Published: Sunday, May 24, 2020
Updated: Tuesday, May 26, 2020

This blog originally appeared here (with images): https://www.linkedin.com/pulse/radically-remote-physical-places-digital-spaces-joshua-%25EC%25A1%25B0%25EC%258A%2588%25EC%2595%2584-davies/?trackingId=qsYLqfvzQ7at1LmT34a3WA%3D%3D

We should be platform agnostic right? That’s what we’re supposed to say at least— that if we put learners at the center we can make any platform work.

That’s a lie we tell clients and tell ourselves. 

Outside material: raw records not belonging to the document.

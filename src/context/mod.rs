//! Per-request context — typed attributes attached by middleware.
//!
//! A [`Request`](crate::Request) carries an [`Attributes`] map as its only
//! extension point. Attaching a value never mutates a map another stage can
//! see: [`Attributes::with`] returns a new map sharing every untouched entry.
//!
//! Well-known attributes:
//!
//! - [`Session`] — attached by an upstream session stage, read through
//!   [`Request::session`](crate::Request::session).
//! - [`Deadline`] — attached by the [`Kernel`](crate::kernel::Kernel) when a
//!   request timeout is configured.
//! - [`WorkerContext`] — attached by the backend; exposes the worker's
//!   singleton [`Registry`].

use std::{
    any::{Any, TypeId},
    collections::HashMap,
    fmt,
    sync::{Arc, PoisonError, RwLock},
};

use serde_json::Value;
use tokio::time::Instant;

use crate::registry::Registry;

/// Type-erased, copy-on-write attribute map keyed by type.
#[derive(Clone, Default)]
pub struct Attributes {
    map: Arc<HashMap<TypeId, Arc<dyn Any + Send + Sync>>>,
}

impl Attributes {
    /// Create a new empty attribute map
    pub fn new() -> Self {
        Self::default()
    }

    /// Returns a copy of this map with `value` stored under its type,
    /// replacing any previous value of the same type.
    #[must_use]
    pub fn with<T>(&self, value: T) -> Self
    where
        T: Send + Sync + 'static,
    {
        let mut map = HashMap::clone(&self.map);
        map.insert(TypeId::of::<T>(), Arc::new(value));
        Self { map: Arc::new(map) }
    }

    /// Returns a copy of this map without the value of type `T`.
    #[must_use]
    pub fn without<T>(&self) -> Self
    where
        T: Send + Sync + 'static,
    {
        if !self.contains::<T>() {
            return self.clone();
        }
        let mut map = HashMap::clone(&self.map);
        map.remove(&TypeId::of::<T>());
        Self { map: Arc::new(map) }
    }

    /// Get a value from the attribute map
    pub fn get<T>(&self) -> Option<&T>
    where
        T: Send + Sync + 'static,
    {
        self.map
            .get(&TypeId::of::<T>())
            .and_then(|value| value.downcast_ref::<T>())
    }

    pub fn contains<T>(&self) -> bool
    where
        T: Send + Sync + 'static,
    {
        self.map.contains_key(&TypeId::of::<T>())
    }

    pub fn len(&self) -> usize {
        self.map.len()
    }

    pub fn is_empty(&self) -> bool {
        self.map.is_empty()
    }
}

impl fmt::Debug for Attributes {
    fn fmt(&self, f: &mut fmt::Formatter<'_>) -> fmt::Result {
        f.debug_struct("Attributes")
            .field("len", &self.map.len())
            .finish()
    }
}

/// Server-side state for one client, identified by a session id.
///
/// Values are JSON so that a session store can persist them without knowing
/// handler types. Interior locking lets handlers update a session reached
/// through a shared request.
#[derive(Debug)]
pub struct Session {
    id: String,
    data: RwLock<HashMap<String, Value>>,
}

impl Session {
    pub fn new(id: impl Into<String>) -> Self {
        Self::with_data(id, HashMap::new())
    }

    /// Restores a session with previously stored data.
    pub fn with_data(id: impl Into<String>, data: HashMap<String, Value>) -> Self {
        Self {
            id: id.into(),
            data: RwLock::new(data),
        }
    }

    pub fn id(&self) -> &str {
        &self.id
    }

    pub fn get(&self, key: &str) -> Option<Value> {
        self.data
            .read()
            .unwrap_or_else(PoisonError::into_inner)
            .get(key)
            .cloned()
    }

    pub fn put(&self, key: impl Into<String>, value: impl Into<Value>) {
        self.data
            .write()
            .unwrap_or_else(PoisonError::into_inner)
            .insert(key.into(), value.into());
    }

    pub fn remove(&self, key: &str) -> Option<Value> {
        self.data
            .write()
            .unwrap_or_else(PoisonError::into_inner)
            .remove(key)
    }

    /// Snapshot of every stored value.
    pub fn all(&self) -> HashMap<String, Value> {
        self.data
            .read()
            .unwrap_or_else(PoisonError::into_inner)
            .clone()
    }
}

/// The instant by which the current request must have produced a response.
#[derive(Debug, Clone, Copy, PartialEq, Eq)]
pub struct Deadline(pub Instant);

impl Deadline {
    pub fn instant(self) -> Instant {
        self.0
    }

    pub fn is_expired(self) -> bool {
        Instant::now() >= self.0
    }

    /// Time left before the deadline, zero once it has passed.
    pub fn remaining(self) -> std::time::Duration {
        self.0.saturating_duration_since(Instant::now())
    }
}

/// Identity and singletons of the worker serving the request.
#[derive(Debug, Clone)]
pub struct WorkerContext {
    id: usize,
    registry: Arc<Registry>,
}

impl WorkerContext {
    pub fn new(id: usize, registry: Arc<Registry>) -> Self {
        Self { id, registry }
    }

    pub fn id(&self) -> usize {
        self.id
    }

    pub fn registry(&self) -> &Registry {
        &self.registry
    }
}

To be clear, good facilitators can maximize the potential of whatever ingredients you give them and deliver an experience that engages learners, but to pretend that all ingredients are the same is comparing the output of a 4-star chef with access to a full kitchen and support, to that same chef trying to make a meal out of refrigerator leftovers, They’ll probably make something edible, but it’s just not the same.

You can have great teachers in underpaid environments with crumbling infrastructure, and mediocre teachers given all the benefits of facilities and tech, but the latter is starting so much closer to the finish line than the former.

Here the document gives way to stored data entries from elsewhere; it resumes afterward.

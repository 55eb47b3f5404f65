//! Per-worker singleton registry.
//!
//! Every worker builds one [`Registry`] before it serves its first request.
//! Registration happens only through [`RegistryBuilder`]; once built, the
//! registry is read-only and shared with request handlers through
//! [`WorkerContext`](crate::context::WorkerContext).

mod snowflake;

pub use snowflake::{EPOCH_MS, IdError, IdGenerator, MAX_WORKER_ID};

use std::{
    any::{Any, TypeId, type_name},
    collections::HashMap,
    fmt,
    sync::Arc,
};

use thiserror::Error;

#[derive(Debug, Error)]
pub enum RegistryError {
    #[error("no singleton registered for {0}")]
    Missing(&'static str),
}

struct Entry {
    name: &'static str,
    value: Arc<dyn Any + Send + Sync>,
}

/// Read-only map of singletons keyed by type.
#[derive(Default)]
pub struct Registry {
    entries: HashMap<TypeId, Entry>,
}

impl Registry {
    pub fn builder() -> RegistryBuilder {
        RegistryBuilder::default()
    }

    /// Returns the singleton of type `T`, if one was registered.
    pub fn get<T>(&self) -> Option<Arc<T>>
    where
        T: Send + Sync + 'static,
    {
        let entry = self.entries.get(&TypeId::of::<T>())?;
        Arc::clone(&entry.value).downcast::<T>().ok()
    }

    /// Like [`get`](Self::get), but a missing singleton is an error.
    pub fn resolve<T>(&self) -> Result<Arc<T>, RegistryError>
    where
        T: Send + Sync + 'static,
    {
        self.get::<T>()
            .ok_or(RegistryError::Missing(type_name::<T>()))
    }

    pub fn contains<T>(&self) -> bool
    where
        T: Send + Sync + 'static,
    {
        self.entries.contains_key(&TypeId::of::<T>())
    }

    pub fn len(&self) -> usize {
        self.entries.len()
    }

    pub fn is_empty(&self) -> bool {
        self.entries.is_empty()
    }
}

impl fmt::Debug for Registry {
    fn fmt(&self, f: &mut fmt::Formatter<'_>) -> fmt::Result {
        f.debug_set()
            .entries(self.entries.values().map(|entry| entry.name))
            .finish()
    }
}

/// Collects singletons during worker startup.
#[derive(Default)]
pub struct RegistryBuilder {
    entries: HashMap<TypeId, Entry>,
}

impl RegistryBuilder {
    /// Registers `value` as the singleton of its type, replacing any earlier one.
    pub fn singleton<T>(&mut self, value: T) -> &mut Self
    where
        T: Send + Sync + 'static,
    {
        self.shared(Arc::new(value))
    }

    /// Registers an already shared value.
    pub fn shared<T>(&mut self, value: Arc<T>) -> &mut Self
    where
        T: Send + Sync + 'static,
    {
        let name = type_name::<T>();
        if self
            .entries
            .insert(TypeId::of::<T>(), Entry { name, value })
            .is_some()
        {
            tracing::debug!(singleton = name, "replaced registered singleton");
        }
        self
    }

    pub fn contains<T>(&self) -> bool
    where
        T: Send + Sync + 'static,
    {
        self.entries.contains_key(&TypeId::of::<T>())
    }

    pub fn build(self) -> Registry {
        Registry {
            entries: self.entries,
        }
    }
}

impl fmt::Debug for RegistryBuilder {
    fn fmt(&self, f: &mut fmt::Formatter<'_>) -> fmt::Result {
        f.debug_set()
            .entries(self.entries.values().map(|entry| entry.name))
            .finish()
    }
}

#[cfg(test)]
mod tests {
    use super::*;

    #[derive(Debug, PartialEq)]
    struct Database(&'static str);

    #[test]
    fn singletons_resolve_by_type() {
        let mut builder = Registry::builder();
        builder.singleton(Database("primary")).singleton(42u32);
        let registry = builder.build();

        assert_eq!(registry.len(), 2);
        assert_eq!(*registry.resolve::<Database>().unwrap(), Database("primary"));
        assert_eq!(registry.get::<u32>().as_deref(), Some(&42));

        let first = registry.get::<Database>().unwrap();
        let second = registry.get::<Database>().unwrap();
        assert!(Arc::ptr_eq(&first, &second));
    }

    #[test]
    fn missing_singleton_is_an_error() {
        let registry = Registry::builder().build();
        let err = registry.resolve::<Database>().unwrap_err();
        assert!(err.to_string().contains("Database"));
        assert!(registry.get::<u32>().is_none());
    }

    #[test]
    fn later_registration_replaces_earlier() {
        let mut builder = Registry::builder();
        builder.singleton(Database("a"));
        builder.singleton(Database("b"));
        assert!(builder.contains::<Database>());
        let registry = builder.build();
        assert_eq!(registry.len(), 1);
        assert_eq!(*registry.resolve::<Database>().unwrap(), Database("b"));
    }
}
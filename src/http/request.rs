//! The backend-agnostic request model.
//!
//! Backends build a [`Request`] through [`RequestBuilder`]; once built, its
//! method, target, headers, query, cookies, parsed body, and server metadata
//! never change. The attribute map is the single extension point, and
//! [`Request::with_attribute`] returns a new request instead of mutating the
//! one other stages may still hold.

use std::collections::HashMap;
use std::fmt;
use std::net::SocketAddr;
use std::sync::{Arc, Mutex, PoisonError};
use std::time::{SystemTime, UNIX_EPOCH};

use bytes::Bytes;
use serde_json::{Map, Value};

use super::body::{BodyStream, CHUNK_SIZE};
use super::cookie::parse_cookie_header;
use super::{Headers, HttpError, Method, Version};
use crate::context::{Attributes, Session};
use crate::security::PathPattern;

/// Where a request came from.
#[derive(Debug, Clone, Default, PartialEq, Eq)]
pub struct ConnectionInfo {
    pub remote_addr: Option<SocketAddr>,
    pub local_addr: Option<SocketAddr>,
    /// Short name of the backend that accepted the connection.
    pub backend: &'static str,
}

/// A fully normalized, immutable HTTP request.
///
/// Cloning is cheap: the head is shared behind an [`Arc`] and the body handle
/// is shared by every clone, so the raw body stream can still only be read
/// once.
///
/// # Examples
///
/// ```
/// use tandem::http::{Method, Request};
///
/// let request = Request::builder()
///     .method(Method::Post)
///     .target("/login?next=%2Fhome")
///     .header("content-type", "application/x-www-form-urlencoded")
///     .header("cookie", "theme=dark")
///     .body("user=alice&_token=abc")
///     .build();
///
/// assert_eq!(request.path(), "/login");
/// assert_eq!(request.query("next"), Some("/home"));
/// assert_eq!(request.cookie("theme"), Some("dark"));
/// assert_eq!(request.post("_token").and_then(|v| v.as_str()), Some("abc"));
/// assert_eq!(request.headers().iter().next().unwrap().0, "Content-Type");
/// ```
#[derive(Debug, Clone)]
pub struct Request {
    head: Arc<Head>,
    body: RequestBody,
    attributes: Attributes,
}

#[derive(Debug)]
struct Head {
    method: Method,
    target: String,
    path: String,
    query_string: Option<String>,
    version: Version,
    headers: Headers,
    query: HashMap<String, String>,
    parsed_body: Option<Map<String, Value>>,
    cookies: HashMap<String, String>,
    server: HashMap<String, String>,
    connection: ConnectionInfo,
}

impl Request {
    pub fn builder() -> RequestBuilder {
        RequestBuilder::new()
    }

    /// Returns the HTTP method.
    pub fn method(&self) -> &Method {
        &self.head.method
    }

    /// Returns `true` if the method matches `method` (case-insensitive).
    pub fn is_method(&self, method: &str) -> bool {
        self.head.method.as_str().eq_ignore_ascii_case(method)
    }

    /// Returns the request target exactly as received (path and query).
    pub fn uri(&self) -> &str {
        &self.head.target
    }

    /// Returns the request path (without the query string).
    pub fn path(&self) -> &str {
        &self.head.path
    }

    /// Returns `true` if the path matches `pattern` (exact, or `*` wildcards).
    pub fn is(&self, pattern: &str) -> bool {
        PathPattern::parse(pattern).matches(self.path())
    }

    /// Returns the raw query string (without the leading `?`), if any.
    pub fn query_string(&self) -> Option<&str> {
        self.head.query_string.as_deref()
    }

    pub fn version(&self) -> Version {
        self.head.version
    }

    /// Returns the request headers.
    pub fn headers(&self) -> &Headers {
        &self.head.headers
    }

    /// Returns the first value of the named header.
    pub fn header(&self, name: &str) -> Option<&str> {
        self.head.headers.get(name)
    }

    /// Returns every value of the named header joined by `", "`, or `""`.
    pub fn header_line(&self, name: &str) -> String {
        self.head.headers.get_line(name)
    }

    /// Returns the decoded query parameters.
    pub fn query_params(&self) -> &HashMap<String, String> {
        &self.head.query
    }

    /// Returns a decoded query parameter value by key.
    pub fn query(&self, key: &str) -> Option<&str> {
        self.head.query.get(key).map(String::as_str)
    }

    /// Returns the parsed body for form and JSON requests.
    pub fn parsed_body(&self) -> Option<&Map<String, Value>> {
        self.head.parsed_body.as_ref()
    }

    /// Returns a field of the parsed body.
    pub fn post(&self, key: &str) -> Option<&Value> {
        self.head.parsed_body.as_ref()?.get(key)
    }

    /// Returns `key` from the query string, else from the parsed body.
    ///
    /// Missing keys and empty strings are both treated as absent.
    pub fn input(&self, key: &str) -> Option<Value> {
        if let Some(value) = self.query(key).filter(|v| !v.is_empty()) {
            return Some(Value::from(value));
        }
        self.post(key)
            .filter(|v| v.as_str() != Some(""))
            .cloned()
    }

    /// Looks up several keys at once with the same rules as [`input`](Self::input).
    pub fn input_many(&self, keys: &[&str]) -> HashMap<String, Option<Value>> {
        keys.iter()
            .map(|key| ((*key).to_owned(), self.input(key)))
            .collect()
    }

    /// Query parameters merged over the parsed body; the query wins on collisions.
    pub fn all(&self) -> Map<String, Value> {
        let mut all = self.head.parsed_body.clone().unwrap_or_default();
        for (key, value) in &self.head.query {
            all.insert(key.clone(), Value::from(value.as_str()));
        }
        all
    }

    /// Returns the request cookies.
    pub fn cookies(&self) -> &HashMap<String, String> {
        &self.head.cookies
    }

    pub fn cookie(&self, name: &str) -> Option<&str> {
        self.head.cookies.get(name).map(String::as_str)
    }

    /// Returns the server/connection metadata map (upper-case keys).
    pub fn server_params(&self) -> &HashMap<String, String> {
        &self.head.server
    }

    /// Looks up a server parameter; the name is upper-cased first.
    pub fn server(&self, name: &str) -> Option<&str> {
        self.head
            .server
            .get(&name.to_ascii_uppercase())
            .map(String::as_str)
    }

    pub fn connection(&self) -> &ConnectionInfo {
        &self.head.connection
    }

    /// Returns the raw body handle.
    pub fn body(&self) -> &RequestBody {
        &self.body
    }

    /// Reads the whole raw body.
    ///
    /// # Errors
    ///
    /// [`HttpError::BodyConsumed`] if a streamed body was already taken, or
    /// [`HttpError::Body`] if reading from the connection failed.
    pub async fn raw(&self) -> Result<Bytes, HttpError> {
        self.body.bytes().await
    }

    pub fn attributes(&self) -> &Attributes {
        &self.attributes
    }

    pub fn attribute<T>(&self) -> Option<&T>
    where
        T: Send + Sync + 'static,
    {
        self.attributes.get::<T>()
    }

    /// Returns a new request carrying `value` as an attribute.
    ///
    /// The head and body are shared with `self`; `self` is left unchanged.
    #[must_use]
    pub fn with_attribute<T>(&self, value: T) -> Self
    where
        T: Send + Sync + 'static,
    {
        Self {
            head: Arc::clone(&self.head),
            body: self.body.clone(),
            attributes: self.attributes.with(value),
        }
    }

    /// Returns the session attached by an upstream session stage.
    ///
    /// # Errors
    ///
    /// [`HttpError::SessionNotStarted`] if no session is attached. The route
    /// was reachable without the session middleware, which is a wiring bug.
    pub fn session(&self) -> Result<&Session, HttpError> {
        self.attributes
            .get::<Session>()
            .ok_or(HttpError::SessionNotStarted)
    }

    /// Returns `true` if the connection should be kept alive after this request.
    ///
    /// HTTP/1.1 defaults to keep-alive. HTTP/1.0 defaults to close unless
    /// `Connection: keep-alive` is explicitly set.
    pub fn is_keep_alive(&self) -> bool {
        match self.head.headers.get("connection") {
            Some(conn) => conn.eq_ignore_ascii_case("keep-alive"),
            None => self.head.version == Version::Http11,
        }
    }

    /// Returns the value of the `Content-Length` header parsed as a `u64`, if present.
    pub fn content_length(&self) -> Option<u64> {
        self.head.headers.get("content-length")?.trim().parse().ok()
    }
}

impl fmt::Display for Request {
    fn fmt(&self, f: &mut fmt::Formatter<'_>) -> fmt::Result {
        write!(f, "{} {}", self.head.method, self.head.target)
    }
}

#[derive(Debug)]
enum BodyState {
    Empty,
    Full(Bytes),
    Stream(BodyStream),
    Consumed,
}

/// Shared handle to a request body.
///
/// Buffered bodies can be read any number of times. A streamed body is
/// handed out once; later reads fail with [`HttpError::BodyConsumed`].
#[derive(Debug, Clone)]
pub struct RequestBody {
    state: Arc<Mutex<BodyState>>,
}

impl RequestBody {
    fn new(state: BodyState) -> Self {
        Self {
            state: Arc::new(Mutex::new(state)),
        }
    }

    /// Returns `true` when the body is held in memory.
    pub fn is_buffered(&self) -> bool {
        matches!(
            *self.state.lock().unwrap_or_else(PoisonError::into_inner),
            BodyState::Empty | BodyState::Full(_)
        )
    }

    /// Returns the buffered body without waiting, if it is buffered.
    pub fn buffered(&self) -> Option<Bytes> {
        match &*self.state.lock().unwrap_or_else(PoisonError::into_inner) {
            BodyState::Empty => Some(Bytes::new()),
            BodyState::Full(bytes) => Some(bytes.clone()),
            _ => None,
        }
    }

    /// Takes the body as a chunk stream.
    ///
    /// # Errors
    ///
    /// [`HttpError::BodyConsumed`] if the stream was already taken.
    pub fn take_stream(&self) -> Result<BodyStream, HttpError> {
        let mut state = self.state.lock().unwrap_or_else(PoisonError::into_inner);
        if matches!(*state, BodyState::Stream(_)) {
            if let BodyState::Stream(stream) = std::mem::replace(&mut *state, BodyState::Consumed) {
                return Ok(stream);
            }
        }
        match &*state {
            BodyState::Empty => Ok(BodyStream::buffered(Bytes::new(), CHUNK_SIZE)),
            BodyState::Full(bytes) => Ok(BodyStream::buffered(bytes.clone(), CHUNK_SIZE)),
            BodyState::Stream(_) | BodyState::Consumed => Err(HttpError::BodyConsumed),
        }
    }

    /// Reads the whole body into memory.
    pub async fn bytes(&self) -> Result<Bytes, HttpError> {
        let stream = self.take_stream()?;
        Ok(stream.collect().await?)
    }
}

1. Why one tweak can change everything: how we went from marvelous to meh.


I had the chance to experiment with this: the same topic (persuasive presentations), the same demographics, the same client I have worked with for years, the same workshop flow.

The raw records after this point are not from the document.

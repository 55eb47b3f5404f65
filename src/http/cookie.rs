//! Cookie codec — `Set-Cookie` serialization and parsing, `Cookie` header parsing.
//!
//! The wire format is
//!
//! ```text
//! Name=Value; Expires=<IMF-fixdate>; Path=<p>; Domain=<d>; Secure; HttpOnly; SameSite=<policy>
//! ```
//!
//! with each attribute written only when it is set.

use std::collections::HashMap;
use std::fmt;
use std::str::FromStr;
use std::time::Duration;

use thiserror::Error;
use time::{OffsetDateTime, PrimitiveDateTime, macros::format_description};

/// Errors produced while parsing a `Set-Cookie` line.
#[derive(Debug, Error, PartialEq, Eq)]
pub enum CookieError {
    #[error("cookie has no name")]
    MissingName,

    #[error("invalid Expires attribute: {0}")]
    InvalidExpires(String),

    #[error("invalid Max-Age attribute: {0}")]
    InvalidMaxAge(String),

    #[error("invalid SameSite attribute: {0}")]
    InvalidSameSite(String),
}

/// The `SameSite` cookie attribute.
#[derive(Debug, Clone, Copy, PartialEq, Eq)]
pub enum SameSite {
    Strict,
    Lax,
    None,
}

impl SameSite {
    pub fn as_str(self) -> &'static str {
        match self {
            Self::Strict => "Strict",
            Self::Lax => "Lax",
            Self::None => "None",
        }
    }
}

impl FromStr for SameSite {
    type Err = CookieError;

    fn from_str(s: &str) -> Result<Self, Self::Err> {
        if s.eq_ignore_ascii_case("strict") {
            Ok(Self::Strict)
        } else if s.eq_ignore_ascii_case("lax") {
            Ok(Self::Lax)
        } else if s.eq_ignore_ascii_case("none") {
            Ok(Self::None)
        } else {
            Err(CookieError::InvalidSameSite(s.to_owned()))
        }
    }
}

/// A single response cookie.
///
/// Built with [`Cookie::new`] and the chained attribute setters, then attached
/// to a [`Response`](super::Response) with
/// [`with_cookie`](super::Response::with_cookie). [`fmt::Display`] renders the
/// `Set-Cookie` header value.
///
/// # Examples
///
/// ```
/// use tandem::http::{Cookie, SameSite};
///
/// let cookie = Cookie::new("theme", "dark")
///     .path("/")
///     .http_only(true)
///     .same_site(SameSite::Lax);
///
/// assert_eq!(cookie.to_string(), "theme=dark; Path=/; HttpOnly; SameSite=Lax");
/// ```
#[derive(Debug, Clone, PartialEq, Eq)]
pub struct Cookie {
    name: String,
    value: String,
    expires: Option<OffsetDateTime>,
    path: Option<String>,
    domain: Option<String>,
    secure: bool,
    http_only: bool,
    same_site: Option<SameSite>,
}

impl Cookie {
    /// Creates a session cookie with no attributes.
    pub fn new(name: impl Into<String>, value: impl Into<String>) -> Self {
        Self {
            name: name.into(),
            value: value.into(),
            expires: None,
            path: None,
            domain: None,
            secure: false,
            http_only: false,
            same_site: None,
        }
    }

    /// Sets an absolute expiry time.
    #[must_use]
    pub fn expires(mut self, at: OffsetDateTime) -> Self {
        self.expires = Some(at);
        self
    }

    /// Sets the expiry to `ttl` from now.
    #[must_use]
    pub fn expires_in(self, ttl: Duration) -> Self {
        self.expires(OffsetDateTime::now_utc() + ttl)
    }

    #[must_use]
    pub fn path(mut self, path: impl Into<String>) -> Self {
        self.path = Some(path.into());
        self
    }

    #[must_use]
    pub fn domain(mut self, domain: impl Into<String>) -> Self {
        self.domain = Some(domain.into());
        self
    }

    #[must_use]
    pub fn secure(mut self, secure: bool) -> Self {
        self.secure = secure;
        self
    }

    #[must_use]
    pub fn http_only(mut self, http_only: bool) -> Self {
        self.http_only = http_only;
        self
    }

    #[must_use]
    pub fn same_site(mut self, policy: SameSite) -> Self {
        self.same_site = Some(policy);
        self
    }

    pub fn name(&self) -> &str {
        &self.name
    }

    pub fn value(&self) -> &str {
        &self.value
    }

    pub fn expires_at(&self) -> Option<OffsetDateTime> {
        self.expires
    }

    pub fn path_attr(&self) -> Option<&str> {
        self.path.as_deref()
    }

    pub fn domain_attr(&self) -> Option<&str> {
        self.domain.as_deref()
    }

    pub fn is_secure(&self) -> bool {
        self.secure
    }

    pub fn is_http_only(&self) -> bool {
        self.http_only
    }

    pub fn same_site_attr(&self) -> Option<SameSite> {
        self.same_site
    }

    /// Returns `true` when `other` addresses the same browser slot, i.e. shares
    /// name, path, and domain. A later cookie with the same slot replaces the
    /// earlier one.
    pub fn same_slot(&self, other: &Cookie) -> bool {
        self.name == other.name && self.path == other.path && self.domain == other.domain
    }

    /// Parses a `Set-Cookie` header value.
    ///
    /// `Max-Age` is converted into an absolute expiry relative to now. Unknown
    /// attributes are ignored.
    ///
    /// # Errors
    ///
    /// Returns a [`CookieError`] when the name is missing or an attribute value
    /// cannot be interpreted.
    pub fn parse(line: &str) -> Result<Self, CookieError> {
        let mut parts = line.split(';');
        let pair = parts.next().unwrap_or_default();
        let (name, value) = pair.split_once('=').unwrap_or((pair, ""));
        let name = name.trim();
        if name.is_empty() {
            return Err(CookieError::MissingName);
        }
        let mut cookie = Cookie::new(name, value.trim());

        for attr in parts {
            let (key, val) = match attr.split_once('=') {
                Some((k, v)) => (k.trim(), v.trim()),
                None => (attr.trim(), ""),
            };
            if key.eq_ignore_ascii_case("expires") {
                cookie.expires = Some(parse_http_date(val)?);
            } else if key.eq_ignore_ascii_case("max-age") {
                let secs: i64 = val
                    .parse()
                    .map_err(|_| CookieError::InvalidMaxAge(val.to_owned()))?;
                cookie.expires =
                    Some(OffsetDateTime::now_utc() + time::Duration::seconds(secs));
            } else if key.eq_ignore_ascii_case("path") {
                cookie.path = Some(val.to_owned());
            } else if key.eq_ignore_ascii_case("domain") {
                cookie.domain = Some(val.to_owned());
            } else if key.eq_ignore_ascii_case("secure") {
                cookie.secure = true;
            } else if key.eq_ignore_ascii_case("httponly") {
                cookie.http_only = true;
            } else if key.eq_ignore_ascii_case("samesite") {
                cookie.same_site = Some(val.parse()?);
            }
        }

        Ok(cookie)
    }
}

impl fmt::Display for Cookie {
    fn fmt(&self, f: &mut fmt::Formatter<'_>) -> fmt::Result {
        write!(f, "{}={}", self.name, self.value)?;
        if let Some(at) = self.expires {
            write!(f, "; Expires={}", format_http_date(at).map_err(|_| fmt::Error)?)?;
        }
        if let Some(path) = &self.path {
            write!(f, "; Path={path}")?;
        }
        if let Some(domain) = &self.domain {
            write!(f, "; Domain={domain}")?;
        }
        if self.secure {
            f.write_str("; Secure")?;
        }
        if self.http_only {
            f.write_str("; HttpOnly")?;
        }
        if let Some(policy) = self.same_site {
            write!(f, "; SameSite={}", policy.as_str())?;
        }
        Ok(())
    }
}

/// Parses a request `Cookie` header (`a=1; b=2`) into a name → value map.
///
/// The first occurrence of a name wins. Surrounding double quotes are stripped
/// from values; pairs without a name are skipped.
pub fn parse_cookie_header(header: &str) -> HashMap<String, String> {
    let mut cookies = HashMap::new();
    for pair in header.split(';') {
        let Some((name, value)) = pair.split_once('=') else {
            continue;
        };
        let name = name.trim();
        if name.is_empty() {
            continue;
        }
        let value = value.trim();
        let value = value
            .strip_prefix('"')
            .and_then(|v| v.strip_suffix('"'))
            .unwrap_or(value);
        cookies
            .entry(name.to_owned())
            .or_insert_with(|| value.to_owned());
    }
    cookies
}

/// Formats a timestamp as an IMF-fixdate, e.g. `Sun, 06 Nov 1994 08:49:37 GMT`.
pub fn format_http_date(at: OffsetDateTime) -> Result<String, time::error::Format> {
    at.to_offset(time::UtcOffset::UTC).format(format_description!(
        "[weekday repr:short], [day] [month repr:short] [year] [hour]:[minute]:[second] GMT"
    ))
}

fn parse_http_date(value: &str) -> Result<OffsetDateTime, CookieError> {
    PrimitiveDateTime::parse(
        value,
        format_description!(
            "[weekday repr:short], [day] [month repr:short] [year] [hour]:[minute]:[second] GMT"
        ),
    )
    .map(PrimitiveDateTime::assume_utc)
    .map_err(|_| CookieError::InvalidExpires(value.to_owned()))
}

In the first, the energy of the virtual room was palpable. 

In the second? It was, well, ok. But not the same— the platform constraints shaped whom learners allowed themselves to be in the space, and how they let themselves to show up and interact.

The difference? With the first we used Zoom, and the second (after security concerns at the client), was using WebEx Training, which is the virtual equivalent of a terribly run-down classroom. Participants could not see everyone (as there is no true gallery view), audio quality was spotty, breakout rooms were audio-only (encouraging attentional drift/multitasking), and half the time we lost sound when learners went to breakouts. My producer went to one breakout room and was amused to find his audio had stayed in the main room. Yes really.

Suffice it to say, the way we set up our learning space matters, a lot.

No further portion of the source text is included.